EXERCISE OBJECTIVE –
Only one stretch of the data is wanted: the line containing "let clock = &mut self.clock;", the line containing "let countdown_key = self", and every line between them, copied exactly.

(Data entries)
↓↓↓

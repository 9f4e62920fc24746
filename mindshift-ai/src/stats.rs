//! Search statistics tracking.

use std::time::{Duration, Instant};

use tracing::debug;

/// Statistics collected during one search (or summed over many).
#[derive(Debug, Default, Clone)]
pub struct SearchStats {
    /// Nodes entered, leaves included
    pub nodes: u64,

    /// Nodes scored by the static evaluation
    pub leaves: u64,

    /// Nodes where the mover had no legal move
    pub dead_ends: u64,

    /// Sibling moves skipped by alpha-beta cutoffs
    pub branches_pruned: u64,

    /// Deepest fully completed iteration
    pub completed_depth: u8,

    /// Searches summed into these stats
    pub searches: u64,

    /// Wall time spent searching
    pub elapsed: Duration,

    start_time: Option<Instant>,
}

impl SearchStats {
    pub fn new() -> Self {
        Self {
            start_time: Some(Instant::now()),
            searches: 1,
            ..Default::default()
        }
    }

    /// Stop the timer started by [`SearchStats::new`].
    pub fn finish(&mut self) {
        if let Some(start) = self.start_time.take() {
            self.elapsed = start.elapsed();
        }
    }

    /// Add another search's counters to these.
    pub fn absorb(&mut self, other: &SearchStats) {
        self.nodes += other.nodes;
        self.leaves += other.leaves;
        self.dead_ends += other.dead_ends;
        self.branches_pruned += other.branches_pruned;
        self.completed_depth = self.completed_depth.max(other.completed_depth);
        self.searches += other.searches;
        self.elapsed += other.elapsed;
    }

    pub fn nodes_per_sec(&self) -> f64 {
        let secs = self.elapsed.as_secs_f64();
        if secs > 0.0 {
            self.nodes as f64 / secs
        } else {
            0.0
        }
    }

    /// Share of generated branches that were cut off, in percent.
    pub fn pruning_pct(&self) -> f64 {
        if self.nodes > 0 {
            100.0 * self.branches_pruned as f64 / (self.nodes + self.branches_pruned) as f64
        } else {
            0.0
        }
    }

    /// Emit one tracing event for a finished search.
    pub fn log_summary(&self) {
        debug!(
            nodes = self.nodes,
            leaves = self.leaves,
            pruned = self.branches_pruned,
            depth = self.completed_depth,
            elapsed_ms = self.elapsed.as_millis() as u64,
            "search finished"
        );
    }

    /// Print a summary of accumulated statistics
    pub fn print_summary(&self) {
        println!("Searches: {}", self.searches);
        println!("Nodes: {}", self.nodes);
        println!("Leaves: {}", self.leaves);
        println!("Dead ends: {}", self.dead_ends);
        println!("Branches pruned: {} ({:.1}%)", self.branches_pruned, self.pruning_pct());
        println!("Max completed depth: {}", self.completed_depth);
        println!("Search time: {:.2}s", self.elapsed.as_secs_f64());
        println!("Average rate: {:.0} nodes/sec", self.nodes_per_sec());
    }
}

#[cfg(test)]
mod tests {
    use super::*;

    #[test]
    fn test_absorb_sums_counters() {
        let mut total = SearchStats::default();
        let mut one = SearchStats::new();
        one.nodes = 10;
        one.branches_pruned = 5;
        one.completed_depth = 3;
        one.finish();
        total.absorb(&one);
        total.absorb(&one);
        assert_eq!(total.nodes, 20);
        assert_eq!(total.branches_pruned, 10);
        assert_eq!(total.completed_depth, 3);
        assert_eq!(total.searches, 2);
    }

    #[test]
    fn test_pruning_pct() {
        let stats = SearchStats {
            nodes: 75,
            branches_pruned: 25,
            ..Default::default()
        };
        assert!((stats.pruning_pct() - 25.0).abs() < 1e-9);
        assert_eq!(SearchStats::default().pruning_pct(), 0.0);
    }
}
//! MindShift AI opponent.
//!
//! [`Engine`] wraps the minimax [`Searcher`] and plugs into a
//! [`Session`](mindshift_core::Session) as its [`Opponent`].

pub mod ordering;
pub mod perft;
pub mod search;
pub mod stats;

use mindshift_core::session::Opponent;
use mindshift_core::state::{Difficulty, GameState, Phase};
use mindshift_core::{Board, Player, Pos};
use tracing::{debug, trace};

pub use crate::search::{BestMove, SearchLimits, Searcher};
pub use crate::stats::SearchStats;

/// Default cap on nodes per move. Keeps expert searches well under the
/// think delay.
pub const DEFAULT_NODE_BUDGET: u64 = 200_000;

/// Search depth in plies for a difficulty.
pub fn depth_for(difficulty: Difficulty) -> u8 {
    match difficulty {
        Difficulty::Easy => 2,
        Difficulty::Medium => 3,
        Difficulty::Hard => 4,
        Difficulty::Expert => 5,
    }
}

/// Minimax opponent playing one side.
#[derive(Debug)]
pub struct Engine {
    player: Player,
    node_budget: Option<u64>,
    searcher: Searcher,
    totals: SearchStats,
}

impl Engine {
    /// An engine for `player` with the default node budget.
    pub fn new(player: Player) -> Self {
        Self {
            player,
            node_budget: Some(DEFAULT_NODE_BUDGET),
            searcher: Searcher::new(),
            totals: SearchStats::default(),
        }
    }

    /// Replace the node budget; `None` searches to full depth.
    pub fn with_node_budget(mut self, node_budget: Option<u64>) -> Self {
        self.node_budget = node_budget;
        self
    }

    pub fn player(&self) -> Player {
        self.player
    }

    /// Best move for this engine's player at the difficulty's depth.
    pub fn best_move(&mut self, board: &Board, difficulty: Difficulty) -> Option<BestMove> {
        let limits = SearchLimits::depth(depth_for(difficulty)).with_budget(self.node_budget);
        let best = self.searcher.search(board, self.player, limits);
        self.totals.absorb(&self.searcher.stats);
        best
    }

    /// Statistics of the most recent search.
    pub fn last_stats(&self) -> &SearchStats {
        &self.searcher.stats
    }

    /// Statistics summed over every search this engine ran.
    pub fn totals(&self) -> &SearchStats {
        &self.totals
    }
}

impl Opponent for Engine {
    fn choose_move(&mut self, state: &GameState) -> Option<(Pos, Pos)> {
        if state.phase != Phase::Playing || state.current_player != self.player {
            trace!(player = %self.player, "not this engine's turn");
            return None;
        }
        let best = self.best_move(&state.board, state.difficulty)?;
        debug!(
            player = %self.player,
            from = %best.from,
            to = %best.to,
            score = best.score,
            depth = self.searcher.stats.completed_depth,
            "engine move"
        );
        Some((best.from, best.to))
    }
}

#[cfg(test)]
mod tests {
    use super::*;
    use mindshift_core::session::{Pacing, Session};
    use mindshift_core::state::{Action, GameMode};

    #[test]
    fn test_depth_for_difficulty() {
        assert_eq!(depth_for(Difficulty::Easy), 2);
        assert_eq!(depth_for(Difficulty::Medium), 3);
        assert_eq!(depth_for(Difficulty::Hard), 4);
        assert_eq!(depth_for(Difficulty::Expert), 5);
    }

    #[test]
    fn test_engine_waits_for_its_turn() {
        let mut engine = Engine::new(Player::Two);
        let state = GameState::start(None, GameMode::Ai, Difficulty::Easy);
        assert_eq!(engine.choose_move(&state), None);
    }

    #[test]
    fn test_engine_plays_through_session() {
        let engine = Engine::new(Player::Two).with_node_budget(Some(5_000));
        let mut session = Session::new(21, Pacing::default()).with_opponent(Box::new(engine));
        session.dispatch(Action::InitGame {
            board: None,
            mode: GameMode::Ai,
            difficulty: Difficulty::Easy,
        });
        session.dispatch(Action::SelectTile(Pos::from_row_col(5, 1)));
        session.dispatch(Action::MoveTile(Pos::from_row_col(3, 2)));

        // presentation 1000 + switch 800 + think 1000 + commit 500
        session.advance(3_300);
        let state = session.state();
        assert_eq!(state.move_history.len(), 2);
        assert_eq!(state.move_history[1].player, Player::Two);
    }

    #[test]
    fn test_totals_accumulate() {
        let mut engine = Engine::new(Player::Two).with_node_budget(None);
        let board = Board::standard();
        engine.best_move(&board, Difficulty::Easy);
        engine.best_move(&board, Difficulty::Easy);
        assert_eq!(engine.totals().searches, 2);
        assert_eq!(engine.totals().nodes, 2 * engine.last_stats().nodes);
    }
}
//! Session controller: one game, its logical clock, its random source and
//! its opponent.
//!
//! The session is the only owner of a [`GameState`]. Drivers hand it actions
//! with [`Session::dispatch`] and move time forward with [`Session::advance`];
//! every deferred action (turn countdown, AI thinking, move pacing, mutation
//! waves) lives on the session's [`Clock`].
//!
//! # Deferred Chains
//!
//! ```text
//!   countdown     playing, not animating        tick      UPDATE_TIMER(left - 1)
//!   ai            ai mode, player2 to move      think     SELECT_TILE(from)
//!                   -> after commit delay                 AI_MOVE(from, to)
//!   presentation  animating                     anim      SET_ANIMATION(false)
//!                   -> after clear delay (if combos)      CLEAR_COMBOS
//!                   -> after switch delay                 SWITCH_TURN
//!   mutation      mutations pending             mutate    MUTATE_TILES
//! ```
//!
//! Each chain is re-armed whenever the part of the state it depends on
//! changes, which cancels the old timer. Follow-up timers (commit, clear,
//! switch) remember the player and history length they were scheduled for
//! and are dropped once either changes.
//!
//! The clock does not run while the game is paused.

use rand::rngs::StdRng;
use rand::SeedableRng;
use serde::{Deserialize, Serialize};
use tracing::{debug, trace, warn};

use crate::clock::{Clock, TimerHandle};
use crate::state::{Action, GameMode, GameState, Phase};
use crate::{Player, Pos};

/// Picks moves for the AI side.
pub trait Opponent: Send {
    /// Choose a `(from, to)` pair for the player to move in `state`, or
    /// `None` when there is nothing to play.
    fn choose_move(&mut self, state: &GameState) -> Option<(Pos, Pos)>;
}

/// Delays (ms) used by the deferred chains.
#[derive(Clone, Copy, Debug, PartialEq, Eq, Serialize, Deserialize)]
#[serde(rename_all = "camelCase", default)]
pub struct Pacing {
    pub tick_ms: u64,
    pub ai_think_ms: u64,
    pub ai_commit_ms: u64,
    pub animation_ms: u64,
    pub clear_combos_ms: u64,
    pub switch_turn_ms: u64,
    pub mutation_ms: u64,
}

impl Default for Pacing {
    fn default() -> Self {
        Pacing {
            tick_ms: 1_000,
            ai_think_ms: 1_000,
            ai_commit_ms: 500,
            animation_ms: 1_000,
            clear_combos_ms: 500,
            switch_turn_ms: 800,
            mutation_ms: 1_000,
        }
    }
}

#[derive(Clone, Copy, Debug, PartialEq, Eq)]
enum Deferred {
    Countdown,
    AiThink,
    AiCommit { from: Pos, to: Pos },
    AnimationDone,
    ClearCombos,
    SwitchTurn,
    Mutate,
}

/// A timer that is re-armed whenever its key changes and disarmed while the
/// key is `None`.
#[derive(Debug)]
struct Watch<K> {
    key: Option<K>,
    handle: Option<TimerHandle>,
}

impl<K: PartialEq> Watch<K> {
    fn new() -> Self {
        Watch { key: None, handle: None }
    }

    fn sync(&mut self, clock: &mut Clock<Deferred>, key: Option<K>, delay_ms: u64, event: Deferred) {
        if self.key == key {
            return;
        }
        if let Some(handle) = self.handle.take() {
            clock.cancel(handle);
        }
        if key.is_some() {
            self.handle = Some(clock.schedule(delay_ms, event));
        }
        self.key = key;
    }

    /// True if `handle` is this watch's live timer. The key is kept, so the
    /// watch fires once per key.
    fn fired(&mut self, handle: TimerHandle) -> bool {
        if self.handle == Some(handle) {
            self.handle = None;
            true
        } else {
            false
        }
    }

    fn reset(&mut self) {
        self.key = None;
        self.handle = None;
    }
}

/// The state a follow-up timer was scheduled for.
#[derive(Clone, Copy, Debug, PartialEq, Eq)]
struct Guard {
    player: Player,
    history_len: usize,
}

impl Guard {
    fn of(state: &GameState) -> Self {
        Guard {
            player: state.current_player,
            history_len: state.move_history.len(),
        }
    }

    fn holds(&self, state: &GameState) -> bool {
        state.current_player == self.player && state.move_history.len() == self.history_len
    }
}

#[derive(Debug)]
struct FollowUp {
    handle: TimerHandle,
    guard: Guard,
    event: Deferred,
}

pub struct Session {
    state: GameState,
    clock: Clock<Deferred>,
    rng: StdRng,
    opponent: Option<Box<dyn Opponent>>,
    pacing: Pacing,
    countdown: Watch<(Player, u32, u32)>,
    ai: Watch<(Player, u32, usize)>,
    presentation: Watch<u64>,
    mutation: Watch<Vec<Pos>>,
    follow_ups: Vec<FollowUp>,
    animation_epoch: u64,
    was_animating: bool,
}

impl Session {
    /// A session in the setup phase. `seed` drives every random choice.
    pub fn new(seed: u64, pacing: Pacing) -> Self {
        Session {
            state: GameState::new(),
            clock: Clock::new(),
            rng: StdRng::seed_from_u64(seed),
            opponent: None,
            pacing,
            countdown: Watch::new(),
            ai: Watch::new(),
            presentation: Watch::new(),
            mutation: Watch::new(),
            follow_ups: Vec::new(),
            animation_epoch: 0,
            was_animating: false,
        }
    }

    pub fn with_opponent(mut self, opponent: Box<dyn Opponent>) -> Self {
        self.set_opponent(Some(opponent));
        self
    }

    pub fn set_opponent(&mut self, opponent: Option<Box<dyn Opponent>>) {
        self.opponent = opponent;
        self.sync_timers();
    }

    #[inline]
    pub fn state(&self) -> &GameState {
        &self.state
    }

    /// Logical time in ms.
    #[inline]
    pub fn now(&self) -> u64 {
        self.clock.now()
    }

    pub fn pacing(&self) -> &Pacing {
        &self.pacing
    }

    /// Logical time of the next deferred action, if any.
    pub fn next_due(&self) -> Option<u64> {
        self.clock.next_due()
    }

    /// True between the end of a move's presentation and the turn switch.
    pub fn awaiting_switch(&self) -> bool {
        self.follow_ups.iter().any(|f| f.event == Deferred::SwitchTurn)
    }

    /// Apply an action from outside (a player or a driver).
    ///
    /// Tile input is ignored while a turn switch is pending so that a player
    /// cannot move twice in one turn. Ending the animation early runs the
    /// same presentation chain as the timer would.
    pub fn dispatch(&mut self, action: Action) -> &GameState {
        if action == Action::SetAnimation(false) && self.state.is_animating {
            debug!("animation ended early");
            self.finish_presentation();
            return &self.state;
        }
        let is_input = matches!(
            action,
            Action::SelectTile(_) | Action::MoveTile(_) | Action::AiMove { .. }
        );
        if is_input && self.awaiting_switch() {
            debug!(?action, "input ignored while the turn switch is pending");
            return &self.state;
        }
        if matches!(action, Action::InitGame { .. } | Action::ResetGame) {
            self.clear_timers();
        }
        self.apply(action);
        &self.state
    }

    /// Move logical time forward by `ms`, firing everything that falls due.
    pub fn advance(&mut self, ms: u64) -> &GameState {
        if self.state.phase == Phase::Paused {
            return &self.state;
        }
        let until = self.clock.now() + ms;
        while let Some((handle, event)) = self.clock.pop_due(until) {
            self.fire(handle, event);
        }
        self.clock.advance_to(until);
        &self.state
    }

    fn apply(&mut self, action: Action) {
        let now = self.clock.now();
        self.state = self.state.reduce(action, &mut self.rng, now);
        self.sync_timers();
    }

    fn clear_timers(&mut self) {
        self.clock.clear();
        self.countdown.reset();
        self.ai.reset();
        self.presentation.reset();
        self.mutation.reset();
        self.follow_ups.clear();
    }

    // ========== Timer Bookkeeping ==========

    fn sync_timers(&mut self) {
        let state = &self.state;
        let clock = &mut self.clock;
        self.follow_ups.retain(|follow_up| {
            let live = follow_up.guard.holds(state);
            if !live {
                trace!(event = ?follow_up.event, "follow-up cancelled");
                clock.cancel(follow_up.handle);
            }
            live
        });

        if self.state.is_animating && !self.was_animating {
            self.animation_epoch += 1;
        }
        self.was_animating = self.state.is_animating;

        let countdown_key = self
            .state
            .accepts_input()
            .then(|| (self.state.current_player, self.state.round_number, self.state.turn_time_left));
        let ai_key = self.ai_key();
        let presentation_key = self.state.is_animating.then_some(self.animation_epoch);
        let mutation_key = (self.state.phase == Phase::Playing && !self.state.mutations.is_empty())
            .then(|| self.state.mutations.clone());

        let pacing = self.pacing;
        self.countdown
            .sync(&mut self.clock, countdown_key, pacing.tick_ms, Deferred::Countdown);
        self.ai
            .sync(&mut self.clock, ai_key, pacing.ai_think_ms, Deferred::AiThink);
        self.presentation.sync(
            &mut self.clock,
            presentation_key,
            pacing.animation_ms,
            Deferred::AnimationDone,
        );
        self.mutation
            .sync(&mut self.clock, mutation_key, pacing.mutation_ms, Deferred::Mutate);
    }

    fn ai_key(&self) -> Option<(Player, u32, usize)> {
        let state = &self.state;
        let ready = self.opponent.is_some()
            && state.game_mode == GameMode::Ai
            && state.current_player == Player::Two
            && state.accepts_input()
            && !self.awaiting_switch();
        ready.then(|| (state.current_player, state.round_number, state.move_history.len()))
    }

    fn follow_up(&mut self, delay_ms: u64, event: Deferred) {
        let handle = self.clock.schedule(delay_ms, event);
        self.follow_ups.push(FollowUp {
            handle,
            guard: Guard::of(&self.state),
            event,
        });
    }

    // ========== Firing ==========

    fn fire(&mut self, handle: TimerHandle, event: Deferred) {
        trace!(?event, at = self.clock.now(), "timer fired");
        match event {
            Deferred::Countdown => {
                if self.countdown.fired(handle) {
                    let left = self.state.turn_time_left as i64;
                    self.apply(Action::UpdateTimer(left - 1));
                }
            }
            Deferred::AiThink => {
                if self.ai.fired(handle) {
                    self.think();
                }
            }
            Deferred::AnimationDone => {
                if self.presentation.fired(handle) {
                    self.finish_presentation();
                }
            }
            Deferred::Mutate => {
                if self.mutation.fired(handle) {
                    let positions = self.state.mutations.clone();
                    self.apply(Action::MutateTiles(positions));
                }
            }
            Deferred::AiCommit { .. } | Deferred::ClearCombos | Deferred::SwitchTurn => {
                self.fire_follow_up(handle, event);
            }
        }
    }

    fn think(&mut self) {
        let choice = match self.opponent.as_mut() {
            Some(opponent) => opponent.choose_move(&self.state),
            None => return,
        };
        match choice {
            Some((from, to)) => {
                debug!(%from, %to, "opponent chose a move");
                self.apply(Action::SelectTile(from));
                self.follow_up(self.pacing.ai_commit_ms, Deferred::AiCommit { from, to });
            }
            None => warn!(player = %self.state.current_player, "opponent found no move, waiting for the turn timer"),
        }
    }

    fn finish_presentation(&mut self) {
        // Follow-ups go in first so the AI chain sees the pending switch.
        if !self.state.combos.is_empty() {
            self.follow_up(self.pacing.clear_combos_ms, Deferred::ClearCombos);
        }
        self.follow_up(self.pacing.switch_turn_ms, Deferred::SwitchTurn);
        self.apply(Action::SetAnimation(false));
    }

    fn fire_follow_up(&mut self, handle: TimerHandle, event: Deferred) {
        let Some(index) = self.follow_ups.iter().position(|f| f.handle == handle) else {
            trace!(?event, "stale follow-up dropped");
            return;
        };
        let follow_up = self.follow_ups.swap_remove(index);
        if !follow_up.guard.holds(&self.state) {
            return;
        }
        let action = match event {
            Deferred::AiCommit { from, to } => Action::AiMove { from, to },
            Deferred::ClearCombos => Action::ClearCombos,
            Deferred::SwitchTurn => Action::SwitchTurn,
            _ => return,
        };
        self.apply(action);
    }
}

↑↑↑

REPLY TO THE TASK –
        let clock = &mut self.clock;
        self.follow_ups.retain(|follow_up| {
            let live = follow_up.guard.holds(state);
            if !live {
                trace!(event = ?follow_up.event, "follow-up cancelled");
                clock.cancel(follow_up.handle);
            }
            live
        });

        if self.state.is_animating && !self.was_animating {
            self.animation_epoch += 1;
        }
        self.was_animating = self.state.is_animating;

        let countdown_key = self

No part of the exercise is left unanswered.